THE PROBLEM
From the entries that follow, copy every line with the word "current".

######

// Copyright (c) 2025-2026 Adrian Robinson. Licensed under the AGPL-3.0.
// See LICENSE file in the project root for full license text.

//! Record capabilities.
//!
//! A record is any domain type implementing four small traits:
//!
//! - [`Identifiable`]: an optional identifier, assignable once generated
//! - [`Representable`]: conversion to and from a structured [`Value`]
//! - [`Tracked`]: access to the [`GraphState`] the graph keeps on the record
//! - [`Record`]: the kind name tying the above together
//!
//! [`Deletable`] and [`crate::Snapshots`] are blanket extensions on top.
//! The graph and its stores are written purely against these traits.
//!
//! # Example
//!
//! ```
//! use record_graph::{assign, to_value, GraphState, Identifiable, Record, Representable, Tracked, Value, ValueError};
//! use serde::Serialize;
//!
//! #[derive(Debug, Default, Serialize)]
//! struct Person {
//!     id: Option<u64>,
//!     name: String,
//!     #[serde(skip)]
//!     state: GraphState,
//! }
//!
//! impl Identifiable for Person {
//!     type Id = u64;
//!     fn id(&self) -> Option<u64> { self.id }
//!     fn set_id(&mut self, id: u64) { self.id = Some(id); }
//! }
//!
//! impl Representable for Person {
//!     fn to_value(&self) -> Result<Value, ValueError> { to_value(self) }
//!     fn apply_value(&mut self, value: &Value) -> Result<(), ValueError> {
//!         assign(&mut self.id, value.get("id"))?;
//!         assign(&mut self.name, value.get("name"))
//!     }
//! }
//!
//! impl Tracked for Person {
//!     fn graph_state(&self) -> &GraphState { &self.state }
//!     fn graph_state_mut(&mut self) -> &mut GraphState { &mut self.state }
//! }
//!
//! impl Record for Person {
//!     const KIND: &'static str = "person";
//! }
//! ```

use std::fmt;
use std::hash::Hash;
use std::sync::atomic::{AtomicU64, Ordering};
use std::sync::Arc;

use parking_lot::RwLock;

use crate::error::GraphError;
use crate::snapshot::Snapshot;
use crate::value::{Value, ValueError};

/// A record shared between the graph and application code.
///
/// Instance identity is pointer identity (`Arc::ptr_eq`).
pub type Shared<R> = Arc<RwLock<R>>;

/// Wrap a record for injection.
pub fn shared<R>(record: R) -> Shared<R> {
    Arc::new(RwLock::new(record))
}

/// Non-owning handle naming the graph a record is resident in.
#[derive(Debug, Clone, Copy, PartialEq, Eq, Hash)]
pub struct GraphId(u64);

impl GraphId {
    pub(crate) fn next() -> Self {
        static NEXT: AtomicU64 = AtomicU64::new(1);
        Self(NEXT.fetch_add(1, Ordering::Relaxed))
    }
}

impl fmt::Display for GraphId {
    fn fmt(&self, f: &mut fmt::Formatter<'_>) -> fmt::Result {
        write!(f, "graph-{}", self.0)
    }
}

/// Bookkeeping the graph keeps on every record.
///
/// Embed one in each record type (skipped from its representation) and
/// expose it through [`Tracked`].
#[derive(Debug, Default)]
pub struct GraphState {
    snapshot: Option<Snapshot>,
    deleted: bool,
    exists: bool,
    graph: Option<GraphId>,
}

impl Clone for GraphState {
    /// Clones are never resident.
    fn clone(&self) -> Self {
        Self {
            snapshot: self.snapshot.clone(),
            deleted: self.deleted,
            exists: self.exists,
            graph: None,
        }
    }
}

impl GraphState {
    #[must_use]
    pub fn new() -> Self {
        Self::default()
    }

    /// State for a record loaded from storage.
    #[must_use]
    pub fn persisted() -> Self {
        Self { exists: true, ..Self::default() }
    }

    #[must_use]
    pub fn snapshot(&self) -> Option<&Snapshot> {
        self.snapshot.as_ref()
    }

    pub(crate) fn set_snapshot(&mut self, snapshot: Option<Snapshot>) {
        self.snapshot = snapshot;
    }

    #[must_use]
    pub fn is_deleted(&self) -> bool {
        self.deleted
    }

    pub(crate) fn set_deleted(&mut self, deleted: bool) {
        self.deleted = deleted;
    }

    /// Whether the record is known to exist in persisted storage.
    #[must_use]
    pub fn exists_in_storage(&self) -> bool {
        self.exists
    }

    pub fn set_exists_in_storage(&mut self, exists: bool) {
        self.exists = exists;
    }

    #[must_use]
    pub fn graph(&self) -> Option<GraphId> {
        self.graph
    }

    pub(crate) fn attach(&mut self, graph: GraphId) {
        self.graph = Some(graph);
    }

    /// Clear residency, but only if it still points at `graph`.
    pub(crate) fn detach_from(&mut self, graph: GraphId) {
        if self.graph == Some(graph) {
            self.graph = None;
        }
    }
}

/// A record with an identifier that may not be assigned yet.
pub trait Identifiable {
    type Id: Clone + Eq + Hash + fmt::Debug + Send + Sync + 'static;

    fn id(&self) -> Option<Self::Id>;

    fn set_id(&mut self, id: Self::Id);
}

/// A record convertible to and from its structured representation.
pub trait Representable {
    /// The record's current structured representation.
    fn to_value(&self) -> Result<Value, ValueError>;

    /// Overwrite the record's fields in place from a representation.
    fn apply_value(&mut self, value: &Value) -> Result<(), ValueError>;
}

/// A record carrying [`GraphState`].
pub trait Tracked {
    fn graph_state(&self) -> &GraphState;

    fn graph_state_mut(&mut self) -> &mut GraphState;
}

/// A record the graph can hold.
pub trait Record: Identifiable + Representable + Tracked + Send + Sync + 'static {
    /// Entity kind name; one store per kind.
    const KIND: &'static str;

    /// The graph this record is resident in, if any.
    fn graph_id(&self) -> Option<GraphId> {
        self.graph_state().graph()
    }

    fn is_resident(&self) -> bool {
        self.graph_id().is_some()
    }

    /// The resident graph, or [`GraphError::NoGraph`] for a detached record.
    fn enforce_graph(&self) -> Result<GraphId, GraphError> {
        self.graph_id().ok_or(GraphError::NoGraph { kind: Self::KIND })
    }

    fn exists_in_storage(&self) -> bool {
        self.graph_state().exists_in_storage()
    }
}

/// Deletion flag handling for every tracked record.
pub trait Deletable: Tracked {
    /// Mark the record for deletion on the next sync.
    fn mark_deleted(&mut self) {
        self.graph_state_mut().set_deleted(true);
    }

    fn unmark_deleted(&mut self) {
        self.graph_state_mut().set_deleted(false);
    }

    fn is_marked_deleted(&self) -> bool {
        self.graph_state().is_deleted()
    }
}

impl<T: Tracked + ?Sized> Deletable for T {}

######

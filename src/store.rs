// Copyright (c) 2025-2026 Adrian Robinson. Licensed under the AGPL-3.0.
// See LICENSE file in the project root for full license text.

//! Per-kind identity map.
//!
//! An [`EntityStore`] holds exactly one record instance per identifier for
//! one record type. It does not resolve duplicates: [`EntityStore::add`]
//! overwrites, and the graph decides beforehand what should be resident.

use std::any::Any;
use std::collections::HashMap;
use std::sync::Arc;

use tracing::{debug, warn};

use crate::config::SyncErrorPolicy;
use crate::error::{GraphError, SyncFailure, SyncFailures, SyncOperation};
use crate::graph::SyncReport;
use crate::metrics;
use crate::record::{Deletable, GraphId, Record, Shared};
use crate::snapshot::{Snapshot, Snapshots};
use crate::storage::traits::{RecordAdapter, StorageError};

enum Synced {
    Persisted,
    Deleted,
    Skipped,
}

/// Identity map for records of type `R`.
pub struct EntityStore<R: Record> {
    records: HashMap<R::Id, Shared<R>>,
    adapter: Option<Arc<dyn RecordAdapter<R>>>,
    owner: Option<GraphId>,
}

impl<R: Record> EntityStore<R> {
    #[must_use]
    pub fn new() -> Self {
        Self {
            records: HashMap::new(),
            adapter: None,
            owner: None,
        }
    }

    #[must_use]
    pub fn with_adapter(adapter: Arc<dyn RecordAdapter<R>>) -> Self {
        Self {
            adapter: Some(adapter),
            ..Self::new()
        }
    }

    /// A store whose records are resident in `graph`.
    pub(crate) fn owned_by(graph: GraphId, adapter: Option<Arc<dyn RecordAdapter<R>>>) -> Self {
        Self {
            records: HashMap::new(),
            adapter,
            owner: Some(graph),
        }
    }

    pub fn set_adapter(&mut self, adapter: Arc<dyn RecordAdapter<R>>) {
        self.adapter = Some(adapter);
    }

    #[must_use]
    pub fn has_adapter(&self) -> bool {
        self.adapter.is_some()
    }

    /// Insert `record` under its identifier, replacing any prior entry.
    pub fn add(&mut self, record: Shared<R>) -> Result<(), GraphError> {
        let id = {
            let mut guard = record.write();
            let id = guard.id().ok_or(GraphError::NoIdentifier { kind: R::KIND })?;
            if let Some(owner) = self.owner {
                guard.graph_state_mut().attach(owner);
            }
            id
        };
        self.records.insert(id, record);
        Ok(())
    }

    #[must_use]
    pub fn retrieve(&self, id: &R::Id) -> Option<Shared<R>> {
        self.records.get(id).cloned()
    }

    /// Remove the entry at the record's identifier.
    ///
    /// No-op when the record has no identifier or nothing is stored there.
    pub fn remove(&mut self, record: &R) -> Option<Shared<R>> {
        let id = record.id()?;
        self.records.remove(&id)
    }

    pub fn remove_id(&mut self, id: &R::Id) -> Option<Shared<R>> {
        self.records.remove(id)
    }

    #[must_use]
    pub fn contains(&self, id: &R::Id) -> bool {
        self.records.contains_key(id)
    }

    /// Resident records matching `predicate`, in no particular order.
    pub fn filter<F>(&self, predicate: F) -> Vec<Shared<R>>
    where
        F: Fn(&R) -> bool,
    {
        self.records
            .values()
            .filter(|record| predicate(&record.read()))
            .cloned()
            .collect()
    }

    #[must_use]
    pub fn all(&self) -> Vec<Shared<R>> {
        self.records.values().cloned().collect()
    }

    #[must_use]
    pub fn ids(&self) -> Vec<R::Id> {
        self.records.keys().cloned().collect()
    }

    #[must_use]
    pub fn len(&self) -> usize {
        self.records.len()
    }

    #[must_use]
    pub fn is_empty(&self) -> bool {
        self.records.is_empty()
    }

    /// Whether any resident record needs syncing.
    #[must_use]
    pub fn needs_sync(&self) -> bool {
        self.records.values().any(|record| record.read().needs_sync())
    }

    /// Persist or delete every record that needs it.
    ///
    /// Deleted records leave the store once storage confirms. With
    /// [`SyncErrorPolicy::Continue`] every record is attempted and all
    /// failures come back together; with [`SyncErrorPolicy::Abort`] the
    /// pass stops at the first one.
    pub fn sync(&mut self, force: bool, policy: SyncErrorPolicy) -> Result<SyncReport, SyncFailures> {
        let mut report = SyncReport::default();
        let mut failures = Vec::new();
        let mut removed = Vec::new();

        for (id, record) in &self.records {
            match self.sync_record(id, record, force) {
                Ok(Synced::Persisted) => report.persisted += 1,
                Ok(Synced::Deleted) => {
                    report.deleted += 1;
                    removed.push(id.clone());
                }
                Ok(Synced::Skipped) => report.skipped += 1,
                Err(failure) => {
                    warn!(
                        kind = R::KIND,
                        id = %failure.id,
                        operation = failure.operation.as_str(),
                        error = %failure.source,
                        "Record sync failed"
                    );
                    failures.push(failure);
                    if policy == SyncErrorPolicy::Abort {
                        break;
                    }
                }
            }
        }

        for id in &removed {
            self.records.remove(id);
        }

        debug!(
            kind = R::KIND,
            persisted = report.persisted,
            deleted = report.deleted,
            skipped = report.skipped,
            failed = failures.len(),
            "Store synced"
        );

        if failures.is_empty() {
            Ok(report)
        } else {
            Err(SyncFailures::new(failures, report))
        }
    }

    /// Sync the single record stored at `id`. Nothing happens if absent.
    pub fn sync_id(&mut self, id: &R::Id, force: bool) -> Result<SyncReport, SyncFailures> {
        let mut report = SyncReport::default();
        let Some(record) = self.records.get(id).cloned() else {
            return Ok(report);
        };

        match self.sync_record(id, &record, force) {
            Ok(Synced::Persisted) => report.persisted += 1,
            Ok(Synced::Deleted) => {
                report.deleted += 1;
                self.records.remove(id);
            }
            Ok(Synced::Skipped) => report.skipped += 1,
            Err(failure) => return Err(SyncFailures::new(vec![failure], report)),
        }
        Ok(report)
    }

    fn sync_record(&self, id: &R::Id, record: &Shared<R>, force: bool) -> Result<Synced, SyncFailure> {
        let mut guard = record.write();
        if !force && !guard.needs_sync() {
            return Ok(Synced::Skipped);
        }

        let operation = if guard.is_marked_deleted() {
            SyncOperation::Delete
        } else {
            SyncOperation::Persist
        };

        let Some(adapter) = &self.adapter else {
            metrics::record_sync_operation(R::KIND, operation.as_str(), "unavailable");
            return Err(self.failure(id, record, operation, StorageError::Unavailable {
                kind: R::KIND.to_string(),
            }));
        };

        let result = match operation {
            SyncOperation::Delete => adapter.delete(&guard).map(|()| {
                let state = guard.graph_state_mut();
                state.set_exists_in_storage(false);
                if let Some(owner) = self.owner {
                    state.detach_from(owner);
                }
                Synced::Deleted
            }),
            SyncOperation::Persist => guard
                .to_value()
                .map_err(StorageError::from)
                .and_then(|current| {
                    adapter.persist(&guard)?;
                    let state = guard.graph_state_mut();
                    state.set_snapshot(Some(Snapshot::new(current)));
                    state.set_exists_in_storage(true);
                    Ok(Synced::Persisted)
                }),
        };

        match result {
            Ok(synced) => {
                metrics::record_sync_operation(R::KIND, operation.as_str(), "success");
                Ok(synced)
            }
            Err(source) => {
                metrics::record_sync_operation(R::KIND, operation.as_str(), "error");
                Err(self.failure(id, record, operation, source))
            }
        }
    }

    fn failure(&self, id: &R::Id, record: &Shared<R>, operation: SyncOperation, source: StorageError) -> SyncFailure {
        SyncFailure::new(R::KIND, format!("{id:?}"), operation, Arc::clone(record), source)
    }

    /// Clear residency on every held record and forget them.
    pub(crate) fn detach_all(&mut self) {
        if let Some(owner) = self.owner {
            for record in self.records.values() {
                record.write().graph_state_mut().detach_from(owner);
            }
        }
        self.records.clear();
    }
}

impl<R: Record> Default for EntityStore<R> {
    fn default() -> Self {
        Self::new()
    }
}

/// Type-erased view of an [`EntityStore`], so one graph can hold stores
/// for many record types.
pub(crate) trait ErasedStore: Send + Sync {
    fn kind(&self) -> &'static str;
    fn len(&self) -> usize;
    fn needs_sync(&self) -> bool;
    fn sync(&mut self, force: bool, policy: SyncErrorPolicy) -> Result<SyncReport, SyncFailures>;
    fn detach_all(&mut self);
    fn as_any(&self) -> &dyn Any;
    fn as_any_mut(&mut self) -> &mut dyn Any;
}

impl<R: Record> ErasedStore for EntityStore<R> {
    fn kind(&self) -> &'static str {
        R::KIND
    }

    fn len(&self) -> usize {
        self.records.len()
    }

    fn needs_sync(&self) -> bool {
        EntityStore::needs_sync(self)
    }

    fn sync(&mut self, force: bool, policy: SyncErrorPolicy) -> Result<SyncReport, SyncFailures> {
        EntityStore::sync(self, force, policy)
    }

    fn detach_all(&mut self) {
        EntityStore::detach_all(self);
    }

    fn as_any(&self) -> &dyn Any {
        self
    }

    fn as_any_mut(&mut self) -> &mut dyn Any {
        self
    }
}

######

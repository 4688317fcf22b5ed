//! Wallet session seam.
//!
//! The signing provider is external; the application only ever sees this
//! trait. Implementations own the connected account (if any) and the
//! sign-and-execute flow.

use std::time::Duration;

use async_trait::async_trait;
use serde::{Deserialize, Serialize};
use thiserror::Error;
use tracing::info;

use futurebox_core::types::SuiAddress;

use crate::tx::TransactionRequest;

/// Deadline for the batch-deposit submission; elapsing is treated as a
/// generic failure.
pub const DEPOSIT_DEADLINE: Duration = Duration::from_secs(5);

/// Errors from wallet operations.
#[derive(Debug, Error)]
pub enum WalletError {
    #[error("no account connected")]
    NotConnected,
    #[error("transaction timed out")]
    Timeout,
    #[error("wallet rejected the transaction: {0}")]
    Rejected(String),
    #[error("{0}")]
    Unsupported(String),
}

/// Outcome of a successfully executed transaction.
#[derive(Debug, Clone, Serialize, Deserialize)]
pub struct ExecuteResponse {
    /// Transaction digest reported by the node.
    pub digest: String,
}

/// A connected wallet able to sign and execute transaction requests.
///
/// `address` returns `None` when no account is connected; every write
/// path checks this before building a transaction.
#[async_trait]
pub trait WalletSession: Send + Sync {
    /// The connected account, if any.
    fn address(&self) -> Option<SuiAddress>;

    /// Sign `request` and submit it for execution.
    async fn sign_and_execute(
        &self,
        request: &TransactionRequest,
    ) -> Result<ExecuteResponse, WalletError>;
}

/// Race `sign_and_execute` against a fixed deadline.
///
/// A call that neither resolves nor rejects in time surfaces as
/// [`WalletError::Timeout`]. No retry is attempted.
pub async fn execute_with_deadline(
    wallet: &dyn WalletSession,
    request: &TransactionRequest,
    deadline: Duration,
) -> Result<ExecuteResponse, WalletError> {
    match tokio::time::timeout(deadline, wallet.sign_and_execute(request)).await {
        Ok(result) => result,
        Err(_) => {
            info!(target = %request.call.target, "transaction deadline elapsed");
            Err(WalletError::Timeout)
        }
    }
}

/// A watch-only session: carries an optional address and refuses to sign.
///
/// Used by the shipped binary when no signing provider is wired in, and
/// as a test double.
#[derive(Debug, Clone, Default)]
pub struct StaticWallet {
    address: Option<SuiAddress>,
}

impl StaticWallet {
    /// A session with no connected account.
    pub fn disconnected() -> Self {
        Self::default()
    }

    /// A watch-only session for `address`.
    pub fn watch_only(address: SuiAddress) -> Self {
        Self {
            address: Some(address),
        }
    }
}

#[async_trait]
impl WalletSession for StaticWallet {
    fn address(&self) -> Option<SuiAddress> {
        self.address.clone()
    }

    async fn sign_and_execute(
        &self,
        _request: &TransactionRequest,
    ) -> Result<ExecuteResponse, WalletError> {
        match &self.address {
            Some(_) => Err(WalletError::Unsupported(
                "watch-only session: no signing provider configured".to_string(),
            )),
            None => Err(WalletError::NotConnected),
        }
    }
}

######

ANSWER BOX
    /// The record's current structured representation.
                .and_then(|current| {
                    state.set_snapshot(Some(Snapshot::new(current)));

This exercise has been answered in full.